May I make clear that I do not quarrel with that at all. I merely say that in order that the correct picture can be before any authority or court, one obviously ought to have, apart from the indictment and the bare conviction sheet, a transcript of the defence plea in mitigation so that it will be known why there was a conviction and what it was that led to the conviction in question and to the sentence in question, and the sentencing remarks of the judge or magistrate. Those are short requirements. At least it will mean that the whole picture in defence of the accused and in his protection will be there when matters under this section are being dealt with by record form.

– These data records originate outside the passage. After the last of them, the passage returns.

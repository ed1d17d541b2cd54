#![allow(dead_code)]

use parking_lot::Mutex;
use pb_pool::{BarStyle, Indicator, PoolBuilder, ProgressBar};
use std::io::{self, Write};
use std::sync::atomic::{AtomicBool, AtomicUsize, Ordering};
use std::sync::Arc;
use std::time::{Duration, Instant};
use tracing_subscriber::EnvFilter;

// Common test constants
pub const FAST_REFRESH: Duration = Duration::from_millis(1);
pub const PROMPT: Duration = Duration::from_secs(2);

/// Installs a test subscriber once; honours `RUST_LOG`.
pub fn init_tracing() {
    let _ = tracing_subscriber::fmt()
        .with_env_filter(EnvFilter::from_default_env())
        .with_test_writer()
        .try_init();
}

// === Output Helpers ===

/// Sink recording every write as one frame.
#[derive(Clone, Default)]
pub struct Recorder {
    frames: Arc<Mutex<Vec<String>>>,
}

impl Recorder {
    pub fn new() -> Self {
        Self::default()
    }

    pub fn frames(&self) -> Vec<String> {
        self.frames.lock().clone()
    }

    pub fn frame_count(&self) -> usize {
        self.frames.lock().len()
    }

    pub fn last_frame(&self) -> Option<String> {
        self.frames.lock().last().cloned()
    }
}

impl Write for Recorder {
    fn write(&mut self, buf: &[u8]) -> io::Result<usize> {
        self.frames
            .lock()
            .push(String::from_utf8_lossy(buf).into_owned());
        Ok(buf.len())
    }

    fn flush(&mut self) -> io::Result<()> {
        Ok(())
    }
}

/// Sink rejecting every write.
pub struct FailingWriter;

impl Write for FailingWriter {
    fn write(&mut self, _buf: &[u8]) -> io::Result<usize> {
        Err(io::Error::new(io::ErrorKind::BrokenPipe, "sink closed"))
    }

    fn flush(&mut self) -> io::Result<()> {
        Err(io::Error::new(io::ErrorKind::BrokenPipe, "sink closed"))
    }
}

/// Creates a builder writing into a fresh recorder.
pub fn create_recording_builder(refresh_rate: Duration) -> (PoolBuilder, Recorder) {
    let recorder = Recorder::new();
    let builder = PoolBuilder::new()
        .refresh_rate(refresh_rate)
        .output(recorder.clone());
    (builder, recorder)
}

// === Frame Helpers ===

/// Number of lines moved up by the frame's prefix, if it has one.
pub fn cursor_up_count(frame: &str) -> Option<usize> {
    let rest = frame.strip_prefix("\x1b[")?;
    let end = rest.find('A')?;
    rest[..end].parse().ok()
}

/// Number of indicator lines in a frame.
pub fn line_count(frame: &str) -> usize {
    frame.matches('\n').count()
}

/// The visible lines of a frame, without control sequences.
pub fn visible_lines(frame: &str) -> Vec<String> {
    console::strip_ansi_codes(frame)
        .lines()
        .map(|line| line.trim_start_matches('\r').to_string())
        .collect()
}

/// Asserts every frame moves up exactly over the previous one.
pub fn assert_cursor_tracks_previous_frame(frames: &[String]) {
    let mut previous: Option<usize> = None;
    for (k, frame) in frames.iter().enumerate() {
        let expected = previous.filter(|lines| *lines > 0);
        assert_eq!(
            cursor_up_count(frame),
            expected,
            "frame {} moved the cursor by the wrong amount: {:?}",
            k,
            frame
        );
        previous = Some(line_count(frame));
    }
}

/// Polls `condition` until it holds or `timeout` elapses.
pub fn wait_until(timeout: Duration, mut condition: impl FnMut() -> bool) -> bool {
    let deadline = Instant::now() + timeout;
    while Instant::now() < deadline {
        if condition() {
            return true;
        }
        std::thread::sleep(Duration::from_millis(1));
    }
    condition()
}

// === Indicator Helpers ===

/// Creates a bar whose rendering does not depend on time.
pub fn create_test_bar(total: u64) -> Arc<ProgressBar> {
    Arc::new(ProgressBar::new(total).with_style(create_test_style()))
}

/// Creates a finished bar whose rendering does not depend on time.
pub fn create_finished_bar(total: u64) -> Arc<ProgressBar> {
    let bar = create_test_bar(total);
    bar.set(total);
    bar.finish();
    bar
}

/// Narrow style without elapsed time.
pub fn create_test_style() -> BarStyle {
    BarStyle::default().width(10).show_elapsed(false)
}

/// Indicator with fixed text that counts its start calls.
pub struct StaticIndicator {
    text: String,
    finished: AtomicBool,
    starts: AtomicUsize,
}

impl StaticIndicator {
    pub fn new(text: &str) -> Arc<Self> {
        Arc::new(Self {
            text: text.to_string(),
            finished: AtomicBool::new(false),
            starts: AtomicUsize::new(0),
        })
    }

    pub fn finished(text: &str) -> Arc<Self> {
        let indicator = Self::new(text);
        indicator.finish();
        indicator
    }

    pub fn finish(&self) {
        self.finished.store(true, Ordering::Release);
    }

    pub fn starts(&self) -> usize {
        self.starts.load(Ordering::SeqCst)
    }
}

impl Indicator for StaticIndicator {
    fn start(&self) {
        self.starts.fetch_add(1, Ordering::SeqCst);
    }

    fn render(&self) -> String {
        self.text.clone()
    }

    fn is_finished(&self) -> bool {
        self.finished.load(Ordering::Acquire)
    }
}

/// Indicator whose rendering panics.
pub struct PanickingIndicator;

impl Indicator for PanickingIndicator {
    fn render(&self) -> String {
        panic!("render failed");
    }

    fn is_finished(&self) -> bool {
        false
    }
}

I should like to quote one example that I am sure will appeal to your Lordships immediately. The indictment can read that there is an accusation of having defrauded someone out of a very substantial sum of money. The defence may show that, in fact, the sum of money was very much less than that in the indictment. But the charge is still proved and the conviction will still be registered. What will be before the next court or next tribunal would not be the fact that, in the course of the trial, it was found that very much less than the amount in the indictment was lost by the person who suffered from the fraud of the accused. All that I am asking for is complete record and not partial record.

Lord Denning

This deals with quite an interesting point about getting convictions in evidence. I illustrate it by the number of libel actions that have taken place. I give one illustration. There was the case of Mr. Goody, one of the great train robbers. He was duly convicted and sentenced. Then, Odhams Press or one of the newspapers published an article describing the exploits of the great train robbers. In support of their defence of justification they wanted to prove that he was convicted in fact. At the time it was said, "Oh, you cannot prove that conviction. You cannot put it in evidence" because it was what was called res inter alias acta—something that lies between other people concerned but which the newspaper could not prove in evidence. I am glad to say that in the Court of Appeal we got round that a good deal. We said that although you could not prove that he was guilty, you could prove it in mitigation of damage and, in effect, Mr. Goody dropped his action.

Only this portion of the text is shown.